> PROMPT
Your task is to set down the line containing "(*s).to_string()" and every later line of the entries, word for word, including the last.

> DATASET EXTRACT
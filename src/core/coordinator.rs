//! # Retry coordinator.
//!
//! Runs attempts and drives the per-execution state machine:
//!
//! ```text
//! Pending ──► Running ──► Succeeded                       (terminal)
//!                │
//!                ├──► Pending (attempt+1, due = now+delay) if retryable
//!                │                                         and budget left
//!                └──► Failed                               (terminal)
//! ```
//!
//! ## Rules
//! - One call to [`Coordinator::dispatch`] runs exactly **one** attempt;
//!   retries are re-enqueued through the backend rather than looped
//!   in-process, so a queued execution's remaining budget survives anything
//!   the backend's persistence survives.
//! - [`Coordinator::run_inline`] (the `perform_now` path) instead retries in
//!   place, sleeping the same computed delays, so inline and queued retries
//!   have identical timing semantics.
//! - A panicking job is caught and treated as fatal; it can never take the
//!   worker down with it.
//! - Terminal failures are always published with the total attempt count and
//!   the last error.
//!
//! ## Event flow per attempt
//! ```text
//! AttemptStarted → [perform] → JobSucceeded             (success)
//!                            → AttemptFailed
//!                                ├─► RetryScheduled     (budget left)
//!                                └─► JobFailed          (terminal)
//! ```

use std::any::Any;
use std::panic::AssertUnwindSafe;
use std::sync::Arc;

use chrono::{DateTime, Utc};
use futures::FutureExt;

use crate::error::JobError;
use crate::events::{Bus, Event, EventKind};
use crate::core::backend::Backend;
use crate::core::execution::{to_delta, Execution};

/// Outcome of a single [`Coordinator::dispatch`] call.
#[derive(Debug)]
pub enum DispatchOutcome {
    /// The attempt succeeded; `attempts` is the total count used.
    Succeeded {
        /// Number of attempts performed, including the successful one.
        attempts: u32,
    },
    /// The attempt failed and the next one was queued through the backend.
    Retried {
        /// When the next attempt becomes eligible.
        due: DateTime<Utc>,
    },
    /// The execution failed permanently.
    Failed {
        /// Terminal error carrying total attempts and the last failure.
        error: JobError,
    },
}

/// Orchestrates attempts, consults the retry policy, resubmits retries.
pub struct Coordinator {
    bus: Bus,
}

impl Coordinator {
    /// Creates a coordinator publishing to the given bus.
    pub fn new(bus: Bus) -> Self {
        Self { bus }
    }

    /// Runs one attempt of `exec`.
    ///
    /// On a retryable failure with budget left, computes the next delay,
    /// advances the execution to its next attempt and hands it back to
    /// `backend` via [`Backend::enqueue_at`]. Otherwise the failure is
    /// terminal.
    pub async fn dispatch(&self, mut exec: Execution, backend: &dyn Backend) -> DispatchOutcome {
        match self.run_attempt(&mut exec).await {
            Ok(()) => DispatchOutcome::Succeeded {
                attempts: exec.attempt(),
            },
            Err(err) if err.is_retryable() && exec.has_budget() => {
                let attempts_done = exec.attempt();
                let next_attempt = attempts_done + 1;
                let delay = exec
                    .job()
                    .retry()
                    .map(|p| p.delay_for(next_attempt))
                    .unwrap_or_default();
                let due = Utc::now()
                    .checked_add_signed(to_delta(delay))
                    .unwrap_or(DateTime::<Utc>::MAX_UTC);
                let name = exec.job().name().to_string();

                exec.reschedule(due);
                self.bus.publish(
                    Event::new(EventKind::RetryScheduled)
                        .with_job(name.as_str())
                        .with_attempt(next_attempt)
                        .with_delay(delay)
                        .with_reason(err.to_string()),
                );

                match backend.enqueue_at(due, exec).await {
                    Ok(()) => DispatchOutcome::Retried { due },
                    Err(requeue_err) => {
                        let error = JobError::Exhausted {
                            attempts: attempts_done,
                            error: format!("retry could not be scheduled: {requeue_err}"),
                        };
                        self.publish_failed(&name, attempts_done, &error);
                        DispatchOutcome::Failed { error }
                    }
                }
            }
            Err(err) => DispatchOutcome::Failed {
                error: self.fail_terminally(&mut exec, err),
            },
        }
    }

    /// Runs `exec` to completion in place, the `perform_now` path.
    ///
    /// Suspends the caller through every retry, sleeping the same delays the
    /// queued path would wait.
    pub async fn run_inline(&self, mut exec: Execution) -> Result<(), JobError> {
        loop {
            match self.run_attempt(&mut exec).await {
                Ok(()) => return Ok(()),
                Err(err) if err.is_retryable() && exec.has_budget() => {
                    let next_attempt = exec.attempt() + 1;
                    let delay = exec
                        .job()
                        .retry()
                        .map(|p| p.delay_for(next_attempt))
                        .unwrap_or_default();
                    self.bus.publish(
                        Event::new(EventKind::RetryScheduled)
                            .with_job(exec.job().name())
                            .with_attempt(next_attempt)
                            .with_delay(delay)
                            .with_reason(err.to_string()),
                    );

                    tokio::time::sleep(delay).await;
                    exec.reschedule(Utc::now());
                }
                Err(err) => return Err(self.fail_terminally(&mut exec, err)),
            }
        }
    }

    /// Executes one attempt, publishing its lifecycle events.
    ///
    /// Always publishes exactly one of `JobSucceeded` / `AttemptFailed`.
    async fn run_attempt(&self, exec: &mut Execution) -> Result<(), JobError> {
        let job = Arc::clone(exec.job().job());
        let args = exec.args().clone();
        let attempt = exec.attempt();

        exec.mark_running();
        self.bus.publish(
            Event::new(EventKind::AttemptStarted)
                .with_job(job.name())
                .with_attempt(attempt),
        );

        let res = match AssertUnwindSafe(job.perform(args)).catch_unwind().await {
            Ok(res) => res,
            Err(panic) => Err(JobError::fatal(format!(
                "panicked: {}",
                panic_message(panic.as_ref())
            ))),
        };

        match res {
            Ok(()) => {
                exec.mark_succeeded();
                self.bus.publish(
                    Event::new(EventKind::JobSucceeded)
                        .with_job(job.name())
                        .with_attempt(attempt),
                );
                Ok(())
            }
            Err(err) => {
                self.bus.publish(
                    Event::new(EventKind::AttemptFailed)
                        .with_job(job.name())
                        .with_attempt(attempt)
                        .with_reason(err.to_string()),
                );
                Err(err)
            }
        }
    }

    /// Marks the execution failed and reports the terminal outcome.
    fn fail_terminally(&self, exec: &mut Execution, last: JobError) -> JobError {
        let attempts = exec.attempt();
        let name = exec.job().name().to_string();
        exec.mark_failed();

        let error = JobError::Exhausted {
            attempts,
            error: last.to_string(),
        };
        self.publish_failed(&name, attempts, &error);
        error
    }

    fn publish_failed(&self, job: &str, attempts: u32, error: &JobError) {
        self.bus.publish(
            Event::new(EventKind::JobFailed)
                .with_job(job)
                .with_attempt(attempts)
                .with_reason(error.to_string()),
        );
    }
}

fn panic_message(panic: &(dyn Any + Send)) -> String {
    if let Some(s) = panic.downcast_ref::<&str>() {
        (*s).to_string()
    } else if let Some(s) = panic.downcast_ref::<String>() {
        s.clone()
    } else {
        "opaque panic payload".to_string()
    }
}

> REPLY TO THE TASK
        (*s).to_string()
    } else if let Some(s) = panic.downcast_ref::<String>() {
        s.clone()
    } else {
        "opaque panic payload".to_string()
    }
}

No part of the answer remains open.